畜産局に赴任し、畜産農家を巡回指導すること1年10ヶ月。
根気強く農家と行動を共にし、畜産業の安定的発展に励む。
私が配属されたのは畜産局です。畜産局の局員は食肉検査や事務作業で局を離れることができないため、私が求められたのは畜産農家の巡回指導でした。近い所は徒歩圏内、遠い所だと40キロ先まで様々な村を回り、家畜飼育に対する技術指導や、生産物の品質管理、養鶏の普及と養鶏による村の収入向上を託されていました。
村を回り、畜産農家のみなさんにヒアリングしてみると、家畜用の飼料不足で悩んでいました。セネガルでは1年のうち雨季は3か月しかなく、残りはずっと乾季。そのため植物が育ちにくく、牧草(家畜用飼料)が手に入りにくかったのです。
雨が降らない時期が長いので、牧草を育てるためには自発的かつ継続的な水やりが必要です。しかし、その作業の大変さから水やりを怠り、草を枯らしてしまい、途中で飼料づくりを諦めてしまう農家、飼っている家畜に草を食べられてしまい途中で諦めてしまう農家などがいました。
牧草への水やりは野菜畑と違って広範囲ですが、じょうろやホースで水を撒かなければなりません。中にはバケツで水を運んできて手で水を撒くというスタイルの農家もいます。また、水代も安くありません。そのため、畜産には飼料が欠かせないこと、水やりの大切さはわかっていても、自ら飼料用の草を育てようとするモチベーションを維持するのが難しい状況でした。
ただ巡回するのではなく水やりを手伝うなど農家たちと行動を共にすることで信頼を得た私はネピアグラス(主に家畜飼料として用いられるアフリカ原産の牧草)の栽培を提案しました。育てやすい上、飼料になるだけではなく売ることもできると考えたのです。
まず村に一つモデルとなる畑をつくり栽培方法の指導を行いました。

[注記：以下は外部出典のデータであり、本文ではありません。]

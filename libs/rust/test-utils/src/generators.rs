//! Shared proptest generators.
//!
//! This module provides reusable strategies for request descriptions,
//! retry budgets and token audiences.

use proptest::prelude::*;

/// Generate URL paths such as `/logs/abc`.
pub fn path_strategy() -> impl Strategy<Value = String> {
    prop::collection::vec("[a-z0-9]{1,8}", 1..4).prop_map(|segments| format!("/{}", segments.join("/")))
}

/// Generate lowercase header names that are never standard headers.
pub fn header_name_strategy() -> impl Strategy<Value = String> {
    "[a-z]{1,12}".prop_map(|name| format!("x-{name}"))
}

/// Generate printable ASCII header values.
pub fn header_value_strategy() -> impl Strategy<Value = String> {
    "[a-zA-Z0-9 ._-]{0,24}"
}

/// Generate a header list where `None` means "remove this key".
pub fn header_overrides_strategy() -> impl Strategy<Value = Vec<(String, Option<String>)>> {
    prop::collection::vec(
        (header_name_strategy(), prop::option::of(header_value_strategy())),
        0..6,
    )
}

/// Generate retry budgets within the supported range.
pub fn max_retries_strategy() -> impl Strategy<Value = u32> {
    0u32..=5
}

/// Generate audience entries that never equal `client-a`.
pub fn other_audiences_strategy() -> impl Strategy<Value = Vec<String>> {
    prop::collection::vec("[a-z]{3,10}".prop_map(|aud| format!("aud-{aud}")), 0..5)
}

/// Generate HTTP status codes outside the 2xx range.
pub fn error_status_strategy() -> impl Strategy<Value = u16> {
    prop_oneof![300u16..=308, 400u16..=451, 500u16..=511]
}

/// Generate 2xx HTTP status codes.
pub fn success_status_strategy() -> impl Strategy<Value = u16> {
    200u16..=206
}
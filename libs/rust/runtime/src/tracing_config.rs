//! Tracing subscriber setup for applications embedding the client.
//!
//! The library itself only emits `tracing` events; installing a subscriber is
//! left to the application, which may use [`init_tracing`] as a shortcut.

use tracing_subscriber::util::TryInitError;
use tracing_subscriber::{EnvFilter, layer::SubscriberExt, util::SubscriberInitExt};

/// Settings for [`init_tracing`].
#[derive(Debug, Clone)]
pub struct TracingConfig {
    /// Filter used when `RUST_LOG` is unset
    pub default_directive: String,
    /// Emit one JSON object per event
    pub json: bool,
    /// Whether to include the event target
    pub with_target: bool,
}

impl Default for TracingConfig {
    fn default() -> Self {
        Self {
            default_directive: "info,identity_runtime=info,identity_id_token=info".to_string(),
            json: false,
            with_target: true,
        }
    }
}

impl TracingConfig {
    /// Use `directive` when `RUST_LOG` is unset.
    #[must_use]
    pub fn with_directive(mut self, directive: impl Into<String>) -> Self {
        self.default_directive = directive.into();
        self
    }

    /// Switch to JSON lines.
    #[must_use]
    pub const fn json(mut self) -> Self {
        self.json = true;
        self
    }

    /// Omit event targets from the output.
    #[must_use]
    pub const fn without_target(mut self) -> Self {
        self.with_target = false;
        self
    }

    fn filter(&self) -> EnvFilter {
        EnvFilter::try_from_default_env().unwrap_or_else(|_| EnvFilter::new(&self.default_directive))
    }
}

/// Install a global subscriber built from `config`.
///
/// # Errors
///
/// Returns an error if a global subscriber is already installed.
pub fn init_tracing(config: &TracingConfig) -> Result<(), TryInitError> {
    let registry = tracing_subscriber::registry().with(config.filter());

    if config.json {
        registry
            .with(
                tracing_subscriber::fmt::layer()
                    .json()
                    .with_target(config.with_target),
            )
            .try_init()
    } else {
        registry
            .with(tracing_subscriber::fmt::layer().with_target(config.with_target))
            .try_init()
    }
}
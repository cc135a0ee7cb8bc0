//! Property-based tests for the request-execution pipeline.
//!
//! Tests validate:
//! - Property 1: URLs without query parameters never end in `?`
//! - Property 2: Later header entries win and `None` removes the key
//! - Property 3: Retry attempts match the configured budget
//! - Property 4: Only non-2xx responses reach the error parser

use std::sync::Arc;
use std::sync::atomic::{AtomicUsize, Ordering};
use std::time::Duration;

use identity_runtime::header::HeaderMap;
use identity_runtime::{
    Configuration, ErrorParser, Method, QueryParams, RawResponse, RequestDescription,
    RequestExecutor, ResponseError, RetryConfig,
};
use proptest::prelude::*;
use test_utils::mocks::{ScriptedTransport, Step};
use test_utils::{
    error_status_strategy, header_overrides_strategy, max_retries_strategy, path_strategy,
    success_status_strategy,
};

const BASE: &str = "https://tenant.example.com/api/v2";

fn paused_runtime() -> tokio::runtime::Runtime {
    tokio::runtime::Builder::new_current_thread()
        .enable_time()
        .start_paused(true)
        .build()
        .unwrap()
}

#[derive(Default)]
struct CountingParser {
    calls: AtomicUsize,
}

impl ErrorParser for CountingParser {
    fn parse(&self, response: &RawResponse) -> ResponseError {
        self.calls.fetch_add(1, Ordering::SeqCst);
        ResponseError::generic(response)
    }
}

proptest! {
    #![proptest_config(ProptestConfig::with_cases(100))]

    /// Property 1: URL Without Query Has No Question Mark
    #[test]
    fn prop_url_without_query_has_no_question_mark(path in path_strategy()) {
        let url = RequestDescription::new(Method::GET, path.clone()).url(BASE);
        prop_assert!(!url.contains('?'));
        prop_assert_eq!(url, format!("{BASE}{path}"));
    }

    /// Property 1b: Empty Query Builders Are Still Empty
    #[test]
    fn prop_absent_query_values_add_nothing(path in path_strategy(), key in "[a-z]{1,8}") {
        let query = QueryParams::new()
            .with_opt(key.clone(), None::<String>)
            .with_many(key, Vec::<String>::new(), identity_runtime::CollectionFormat::Csv);
        let url = RequestDescription::new(Method::GET, path).with_query(query).url(BASE);
        prop_assert!(!url.contains('?'));
    }

    /// Property 2: Header Merge Honours The Last Entry
    #[test]
    fn prop_header_merge_last_entry_wins(entries in header_overrides_strategy()) {
        let description = entries.iter().fold(
            RequestDescription::new(Method::GET, "/"),
            |description, (name, value)| description.with_optional_header(name.clone(), value.clone()),
        );
        let merged = description.merge_headers(&HeaderMap::new()).unwrap();

        for (name, _) in &entries {
            let last = entries.iter().rev().find(|(n, _)| n == name).and_then(|(_, v)| v.clone());
            match last {
                Some(value) => prop_assert_eq!(merged[name.as_str()].to_str().unwrap(), value.as_str()),
                None => prop_assert!(!merged.contains_key(name.as_str())),
            }
        }
    }

    /// Property 3: Persistent Failures Use Exactly The Attempt Budget
    #[test]
    fn prop_attempts_match_retry_budget(max_retries in max_retries_strategy(), enabled in any::<bool>()) {
        let transport = ScriptedTransport::always(Step::Fail("connection reset"));
        let mut retry = RetryConfig::default()
            .with_max_retries(max_retries)
            .with_initial_delay(Duration::from_millis(1))
            .without_jitter();
        retry.enabled = enabled;
        let config = Configuration::new(BASE)
            .with_transport(Arc::clone(&transport) as _)
            .with_retry(retry);
        let executor = RequestExecutor::new(config).unwrap();

        let result = paused_runtime().block_on(executor.execute(&RequestDescription::new(Method::GET, "/logs"), None));

        prop_assert!(result.is_err());
        let expected = if enabled { max_retries as usize + 1 } else { 1 };
        prop_assert_eq!(transport.calls(), expected);
    }

    /// Property 4: Error Parser Sees Only Non-2xx Responses
    #[test]
    fn prop_error_parser_only_for_non_success(
        success in success_status_strategy(),
        failure in error_status_strategy(),
    ) {
        for (status, expected_calls) in [(success, 0), (failure, 1)] {
            let parser = Arc::new(CountingParser::default());
            let transport = ScriptedTransport::always(Step::status(status));
            let config = Configuration::new(BASE)
                .with_transport(Arc::clone(&transport) as _)
                .with_error_parser(Arc::clone(&parser) as _)
                .with_retry(RetryConfig::disabled());
            let executor = RequestExecutor::new(config).unwrap();

            let result = paused_runtime().block_on(executor.execute(&RequestDescription::new(Method::GET, "/logs"), None));

            prop_assert_eq!(result.is_ok(), expected_calls == 0);
            prop_assert_eq!(parser.calls.load(Ordering::SeqCst), expected_calls);
        }
    }
}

実際の生育・成果を実感してもらうことで、農家たちのモチベーションも上がってきて、飼料作りを積極的に行うようになってきました。
まだ飼料を販売して収入を得る段階には達していませんが、ヨーグルト等と物々交換ができるまでに仕組みが育ってきました。将来、市場で飼料として販売できる下地作りはできたと思っています。
農家と行動を共にしていて、彼らのモチベーション以外にも課題を見つけました。それは知識不足です。セネガルの畜産農家には家畜の感染症に対する知識も不足していて、「予防する(未然に防ぐ)」という考えが浸透していませんでした。
そこで私はニーム(除虫効果のある植物)の葉を煮詰めて液体をつくり、それを鶏舎などに散布し、感染症を予防する大切さを教える活動も行っていました。
途上国での家畜感染症、人獣共通感染症は大きな課題です。私は帰国したら日本の大学院でそれら家畜感染症、人獣共通感染症を制御するための疫学を学びたいと思っています。その後は途上国に戻り、学んだ知識を生かして人々の生活水準を上げることに貢献したいと考えています。